Tutorial | Export data from a filtered dataset¶
In this tutorial, you’ll get hands-on practice filtering a dataset in the Explore tab and exporting the filtered results to a new dataset in the Flow.
You’ll need access to Dataiku version 11.3 or above (the free edition is enough). To get the free edition, visit the Get Started page.
We’ll be working with a fictitious dataset that contains credit card transactions for different merchant subsectors. The transactions are flagged as either authorized or unauthorized. Our goal is to analyze unauthorized transactions for a specific merchant subsector, in this case, the “gas” subsector.
To do this, we’ll filter the data using the authorized_flag column and the merchant_subsector_description column. We’ll export our filtered results as a new dataset in the Flow. We can do all of this in the Explore tab of our dataset.
Create the project¶
In this section, we’ll create the project by opening a tutorial with a completed Flow.
To open the tutorial:
Sign in to your instance of Dataiku.
From the Dataiku homepage, click on +New Project > DSS Tutorials > General Topics > Geospatial Analysis: CC Fraud Data.
You can also download the starter project from this website and import it as a zip file.
Dataiku opens the Summary tab of the project, also known as the project homepage.
Click Go To Flow.
In the lower right corner, click Flow Actions, then select Build all.
Wait while Dataiku builds the Flow, then refresh your browser window.
Export filtered results¶
You’ll notice the project contains more than one Flow zone. This lesson will focus on the transactions_joined dataset in the Default Flow zone. This dataset has been prepared from cardholder transactions for 2017 and 2018, merchant information, and cardholder information.

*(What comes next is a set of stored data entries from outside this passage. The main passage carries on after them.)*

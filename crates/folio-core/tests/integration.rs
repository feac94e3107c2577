//! Integration tests for the Folio framework
//!
//! These tests drive a full `Site` on a mock host:
//! - Message bus delivery and removal
//! - Frame loop pacing, deferred removal and statistics
//! - Soft navigation through clicks, the bus and back/forward
//! - Full-load fallback when soft navigation is off

use std::cell::RefCell;
use std::rc::Rc;

use folio_core::{
    listener, message, subscriber, Host, Payload, RouteChange, Site, SiteConfig, Subscriber,
};
use folio_hal_mock::MockHost;

fn site_with(config: SiteConfig) -> (Rc<MockHost>, Site<MockHost>, Rc<RefCell<Vec<RouteChange>>>) {
    let host = Rc::new(MockHost::new());
    let site = Site::new(host.clone(), config);

    let routes = Rc::new(RefCell::new(Vec::new()));
    let sink = routes.clone();
    site.bus().on(
        message::ROUTE,
        subscriber(move |p: &Payload| {
            if let Some(change) = p.as_route() {
                sink.borrow_mut().push(change.clone());
            }
        }),
    );
    (host, site, routes)
}

fn site() -> (Rc<MockHost>, Site<MockHost>, Rc<RefCell<Vec<RouteChange>>>) {
    site_with(SiteConfig::default())
}

// =============================================================================
// Message Bus
// =============================================================================

#[test]
fn test_bus_subscriber_called_once_per_send() {
    let (_host, site, _routes) = site();
    let hits = Rc::new(RefCell::new(Vec::new()));

    let sink = hits.clone();
    let s: Subscriber<Payload> = subscriber(move |p: &Payload| {
        sink.borrow_mut().push(p.clone());
    });
    site.bus().on("project", s.clone());
    site.bus().on("project", s.clone());

    site.bus().send("project", Payload::from("kinect-lab"));
    assert_eq!(*hits.borrow(), vec![Payload::from("kinect-lab")]);

    site.bus().off("project", &s);
    site.bus().send("project", Payload::Empty);
    assert_eq!(hits.borrow().len(), 1);
}

#[test]
fn test_bus_off_on_empty_topic_leaves_others() {
    let (_host, site, routes) = site();
    let stray: Subscriber<Payload> = subscriber(|_: &Payload| {});

    assert!(!site.bus().off("nothing-here", &stray));
    assert!(!site.bus().off(message::ROUTE, &stray));

    site.router().navigate("/about");
    assert_eq!(routes.borrow().len(), 1);
}

// =============================================================================
// Frame Scheduler
// =============================================================================

#[test]
fn test_frame_listener_runs_once_per_frame() {
    let (host, site, _routes) = site();
    let stamps = Rc::new(RefCell::new(Vec::new()));

    let sink = stamps.clone();
    site.frames().on(listener(move |ts| sink.borrow_mut().push(ts)));
    site.start();

    for i in 1..=10 {
        host.fire_frame(i as f64 * 16.0);
    }

    let stamps = stamps.borrow();
    assert_eq!(stamps.len(), 10);
    assert!(stamps.windows(2).all(|w| w[0] <= w[1]));
}

#[test]
fn test_frame_off_during_frame_k() {
    let (host, site, _routes) = site();
    let count = Rc::new(RefCell::new(0u32));

    let slot: Rc<RefCell<Option<folio_core::FrameListener>>> = Rc::new(RefCell::new(None));
    let l = {
        let count = count.clone();
        let slot = slot.clone();
        let frames = Rc::downgrade(site.frames());
        listener(move |_| {
            *count.borrow_mut() += 1;
            if *count.borrow() == 3 {
                if let (Some(frames), Some(me)) = (frames.upgrade(), slot.borrow().as_ref()) {
                    frames.off(me);
                }
            }
        })
    };
    *slot.borrow_mut() = Some(l.clone());
    site.frames().on(l);
    site.start();

    for i in 1..=6 {
        host.fire_frame(i as f64 * 16.0);
    }

    assert_eq!(*count.borrow(), 3);
    assert_eq!(site.frames().listener_count(), 0);
}

#[test]
fn test_frame_stats_window_wraps_at_sixty() {
    let (host, site, _routes) = site();
    site.start();

    for i in 1..=60 {
        host.fire_frame(i as f64 * 16.0);
    }
    let stats = site.frames().stats();
    assert_eq!(stats.frame_index, 60);
    assert!((stats.avg_frame_time - 16.0).abs() < 0.001);
    assert!((stats.avg_fps - 62.5).abs() < 0.001);

    host.fire_frame(61.0 * 16.0);
    assert_eq!(site.frames().stats().frame_index, 1);
}

#[test]
fn test_slow_frames_emphasised_on_display() {
    let (host, site, _routes) = site();
    site.start();

    for i in 1..=5 {
        host.fire_frame(i as f64 * 40.0);
    }

    assert_eq!(host.stats_markup().as_deref(), Some("<b>40</b> | 25"));
}

#[test]
fn test_stats_computed_without_display() {
    let (host, site, _routes) = site();
    host.set_stats_display(false);
    site.start();

    host.fire_frame(16.0);
    host.fire_frame(32.0);

    assert_eq!(site.frames().stats().frame_index, 2);
    assert_eq!(host.stats_markup(), None);
}

// =============================================================================
// Router
// =============================================================================

#[test]
fn test_navigate_from_root_to_about() {
    let (_host, site, routes) = site();
    site.start();

    site.router().navigate("/about");

    assert_eq!(
        routes.borrow()[0],
        RouteChange {
            route: "/about".into(),
            parts: vec!["about".into()],
            prev_route: None,
        }
    );
}

#[test]
fn test_navigate_about_to_team() {
    let (_host, site, routes) = site();
    site.start();

    site.router().navigate("/about");
    site.router().navigate("/about/team");

    assert_eq!(
        routes.borrow()[1],
        RouteChange {
            route: "/about/team".into(),
            parts: vec!["about".into(), "team".into()],
            prev_route: Some("/about".into()),
        }
    );
}

#[test]
fn test_click_on_hijacked_link_soft_navigates() {
    let (host, site, routes) = site();
    let link = host.add_link("/work/lab");
    site.start();

    assert!(host.click(link));

    assert!(host.loads().is_empty());
    assert_eq!(host.location_href(), "http://localhost:8080/work/lab");
    assert_eq!(routes.borrow()[0].parts, vec!["work", "lab"]);
}

#[test]
fn test_external_link_never_hijacked() {
    let (host, site, routes) = site();
    let link = host.add_link("http://external.example/profile");
    site.start();

    assert!(!host.anchor_hijacked(link));
    assert!(!host.click(link));
    assert_eq!(host.loads(), vec!["http://external.example/profile".to_string()]);
    assert!(routes.borrow().is_empty());
}

#[test]
fn test_rescan_after_dynamic_content() {
    let (host, site, _routes) = site();
    let first = host.add_link("/about");
    site.start();

    let added = host.add_link("/work");
    site.bus().send(message::HIJACK_LINKS, Payload::Empty);
    site.bus().send(message::HIJACK_LINKS, Payload::Empty);

    assert!(host.anchor_hijacked(first));
    assert!(host.anchor_hijacked(added));
    assert_eq!(site.router().hijack_links(), 0);
}

#[test]
fn test_navigate_request_over_bus() {
    let (host, site, routes) = site();
    site.start();

    site.bus().send(message::NAVIGATE, Payload::from("/contact"));

    assert_eq!(host.pushed_count(), 1);
    assert_eq!(routes.borrow()[0].route, "/contact");
}

#[test]
fn test_back_button_publishes_without_push() {
    let (host, site, routes) = site();
    site.start();
    site.router().navigate("/about");
    site.router().navigate("/about/team");

    assert!(host.back());

    assert_eq!(host.pushed_count(), 2);
    let last = routes.borrow().last().cloned().unwrap();
    assert_eq!(last.route, "/about");
    assert_eq!(last.prev_route.as_deref(), Some("/about/team"));
    assert_eq!(site.router().previous_route().as_deref(), Some("/about/team"));
}

#[test]
fn test_query_and_fragment_kept_in_route() {
    let (_host, site, routes) = site();
    site.start();

    site.router().navigate("/work?filter=3d#top");

    let change = routes.borrow()[0].clone();
    assert_eq!(change.route, "/work?filter=3d#top");
    assert_eq!(change.parts, vec!["work"]);
}

#[test]
fn test_soft_navigation_disabled() {
    let config = SiteConfig {
        soft_navigation: false,
        ..SiteConfig::default()
    };
    let (host, site, routes) = site_with(config);
    let link = host.add_link("/about");
    site.start();

    assert_eq!(site.router().hijack_links(), 0);
    assert!(!host.anchor_hijacked(link));

    site.router().navigate("/about");
    assert_eq!(host.pushed_count(), 0);
    assert_eq!(host.loads(), vec!["http://localhost:8080/about".to_string()]);
    assert!(routes.borrow().is_empty());
}

#[test]
fn test_push_state_failure_publishes_nothing() {
    let (host, site, routes) = site();
    site.start();
    host.set_history_supported(false);

    site.router().navigate("/about");

    assert!(routes.borrow().is_empty());
    assert_eq!(host.pushed_count(), 0);
    assert!(host.loads().is_empty());
    assert!(host.has_log_containing("pushState /about failed"));
    assert_eq!(site.router().current_route(), None);
}

#[test]
fn test_popstate_after_location_replace() {
    let (host, site, routes) = site();
    site.start();
    site.router().navigate("/work");
    host.set_location("/work?tab=3d");

    assert!(host.back());
    assert!(host.forward());

    assert_eq!(
        host.history(),
        vec![
            "http://localhost:8080/".to_string(),
            "http://localhost:8080/work?tab=3d".to_string(),
        ]
    );
    let last = routes.borrow().last().cloned().unwrap();
    assert_eq!(last.route, "/work?tab=3d");
    assert_eq!(last.parts, vec!["work"]);
    assert_eq!(last.prev_route.as_deref(), Some("/"));
}

#[test]
fn test_route_subscriber_can_navigate_again() {
    let (host, site, routes) = site();
    site.start();

    let bus = Rc::downgrade(site.bus());
    site.bus().on(
        message::ROUTE,
        subscriber(move |p: &Payload| {
            let redirect = p.as_route().is_some_and(|c| c.route == "/old");
            if let (true, Some(bus)) = (redirect, bus.upgrade()) {
                bus.send(message::NAVIGATE, Payload::from("/new"));
            }
        }),
    );

    site.router().navigate("/old");

    assert_eq!(host.location_href(), "http://localhost:8080/new");
    let routes = routes.borrow();
    assert_eq!(routes.len(), 2);
    assert_eq!(routes[1].prev_route.as_deref(), Some("/old"));
}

Open the transactions_joined dataset to view it in the Explore tab.
Filter the results¶
Let’s filter our data to display only the records we want to analyze.
Configure the transactions_joined dataset as follows:
In the authorized_flag column, keep only the records where the value equals zero.
In the merchant_subsector_description column, keep only the records belonging to the gas subsector.
In the search query, type
695to keep only the records where merchant_category_id equals 695.
Visualize the filtered results¶
To visualize the unauthorized transactions for the gas subsector:
Click on the Charts tab.
Dataiku retains the filters from the Explore tab, allowing you to create visualizations easily.
Return to the Explore tab.
Export the filtered results to the Flow¶
We are now ready to export our filtered results to the Flow.
Click Actions in the top right corner of the Explore tab.
Choose Export then Export to Dataset.
Select Apply column filters and search query defined for dataset.
Name the new dataset
Click Create Dataset.
You’ll notice there are three tabs in the Export window. You can choose to download your dataset to your computer, export the dataset to the Flow, or choose a format for exporting the data (such as Tableau hyper extract or Excel).
Dataiku exports the data, creating a new dataset in the Flow. You can now further analyze the data.